Try it => Range to output from the entries below: the line containing "surah INTEGER NOT" through the line containing "table, column, definition);". Set it down exactly, ends included, nothing else.

Collected data entries

use rusqlite::{Connection, Result};

pub fn run_migrations(conn: &Connection) -> Result<()> {
  // Create tables with COMPLETE schema for new databases
  // Migrations below handle upgrades for existing databases
  conn.execute_batch(
    r#"
    CREATE TABLE IF NOT EXISTS tracked_verses (
      id INTEGER PRIMARY KEY AUTOINCREMENT,
      surah INTEGER NOT NULL,
      ayah INTEGER NOT NULL,
      strength_factor REAL NOT NULL DEFAULT 2.5,
      interval_days INTEGER NOT NULL DEFAULT 0,
      review_count INTEGER NOT NULL DEFAULT 0,
      next_due TEXT NOT NULL,
      last_quality TEXT,
      learned_at TEXT NOT NULL,
      UNIQUE(surah, ayah)
    );

    CREATE TABLE IF NOT EXISTS review_logs (
      id INTEGER PRIMARY KEY AUTOINCREMENT,
      verse_id INTEGER NOT NULL,
      quality TEXT NOT NULL,
      reviewed_at TEXT NOT NULL,
      interval_days INTEGER NOT NULL DEFAULT 0,
      FOREIGN KEY (verse_id) REFERENCES tracked_verses(id)
    );

    CREATE TABLE IF NOT EXISTS settings (
      key TEXT PRIMARY KEY,
      value TEXT NOT NULL
    );

    -- Default settings
    INSERT OR IGNORE INTO settings (key, value) VALUES ('active_profile', 'default');

    -- Indexes
    CREATE INDEX IF NOT EXISTS idx_tracked_verses_next_due ON tracked_verses(next_due);
    CREATE INDEX IF NOT EXISTS idx_tracked_verses_surah ON tracked_verses(surah);
    CREATE INDEX IF NOT EXISTS idx_review_logs_verse_id ON review_logs(verse_id);
    CREATE INDEX IF NOT EXISTS idx_review_logs_reviewed_at ON review_logs(reviewed_at);
    "#,
  )?;

  // ============================================================
  // MIGRATIONS FOR EXISTING DATABASES
  // These are no-ops for new databases (columns already exist)
  // ============================================================

  // Migration: last_quality was added after the first release
  add_column_if_missing(conn, "tracked_verses", "last_quality", "TEXT")?;

  // Migration: review_logs gained the granted interval
  add_column_if_missing(conn, "review_logs", "interval_days", "INTEGER NOT NULL DEFAULT 0")?;

  Ok(())
}

fn column_exists(conn: &Connection, table: &str, column: &str) -> bool {
  let query = format!("SELECT {} FROM {} LIMIT 0", column, table);
  conn.prepare(&query).is_ok()
}

fn add_column_if_missing(
  conn: &Connection,
  table: &str,
  column: &str,
  definition: &str,
) -> Result<()> {
  if !column_exists(conn, table, column) {
    let query = format!("ALTER TABLE {} ADD COLUMN {} {}", table, column, definition);
    conn.execute(&query, [])?;
  }
  Ok(())
}

#[cfg(test)]
mod tests {
  use super::*;

  #[test]
  fn test_migrations_are_idempotent() {
    let conn = Connection::open_in_memory().unwrap();
    run_migrations(&conn).unwrap();
    run_migrations(&conn).unwrap();

    let profile: String = conn
      .query_row(
        "SELECT value FROM settings WHERE key = 'active_profile'",
        [],
        |row| row.get(0),
      )
      .unwrap();
    assert_eq!(profile, "default");
  }

  #[test]
  fn test_unique_verse_constraint() {
    let conn = Connection::open_in_memory().unwrap();
    run_migrations(&conn).unwrap();

    conn
      .execute(
        "INSERT INTO tracked_verses (surah, ayah, next_due, learned_at) VALUES (1, 1, '', '')",
        [],
      )
      .unwrap();
    let dup = conn.execute(
      "INSERT INTO tracked_verses (surah, ayah, next_due, learned_at) VALUES (1, 1, '', '')",
      [],
    );
    assert!(dup.is_err());
  }
}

Expected answer =>
      surah INTEGER NOT NULL,
      ayah INTEGER NOT NULL,
      strength_factor REAL NOT NULL DEFAULT 2.5,
      interval_days INTEGER NOT NULL DEFAULT 0,
      review_count INTEGER NOT NULL DEFAULT 0,
      next_due TEXT NOT NULL,
      last_quality TEXT,
      learned_at TEXT NOT NULL,
      UNIQUE(surah, ayah)
    );

    CREATE TABLE IF NOT EXISTS review_logs (
      id INTEGER PRIMARY KEY AUTOINCREMENT,
      verse_id INTEGER NOT NULL,
      quality TEXT NOT NULL,
      reviewed_at TEXT NOT NULL,
      interval_days INTEGER NOT NULL DEFAULT 0,
      FOREIGN KEY (verse_id) REFERENCES tracked_verses(id)
    );

    CREATE TABLE IF NOT EXISTS settings (
      key TEXT PRIMARY KEY,
      value TEXT NOT NULL
    );

    -- Default settings
    INSERT OR IGNORE INTO settings (key, value) VALUES ('active_profile', 'default');

    -- Indexes
    CREATE INDEX IF NOT EXISTS idx_tracked_verses_next_due ON tracked_verses(next_due);
    CREATE INDEX IF NOT EXISTS idx_tracked_verses_surah ON tracked_verses(surah);
    CREATE INDEX IF NOT EXISTS idx_review_logs_verse_id ON review_logs(verse_id);
    CREATE INDEX IF NOT EXISTS idx_review_logs_reviewed_at ON review_logs(reviewed_at);
    "#,
  )?;

  // ============================================================
  // MIGRATIONS FOR EXISTING DATABASES
  // These are no-ops for new databases (columns already exist)
  // ============================================================

  // Migration: last_quality was added after the first release
  add_column_if_missing(conn, "tracked_verses", "last_quality", "TEXT")?;

  // Migration: review_logs gained the granted interval
  add_column_if_missing(conn, "review_logs", "interval_days", "INTEGER NOT NULL DEFAULT 0")?;

  Ok(())
}

fn column_exists(conn: &Connection, table: &str, column: &str) -> bool {
  let query = format!("SELECT {} FROM {} LIMIT 0", column, table);
  conn.prepare(&query).is_ok()
}

fn add_column_if_missing(
  conn: &Connection,
  table: &str,
  column: &str,
  definition: &str,
) -> Result<()> {
  if !column_exists(conn, table, column) {
    let query = format!("ALTER TABLE {} ADD COLUMN {} {}", table, column, definition);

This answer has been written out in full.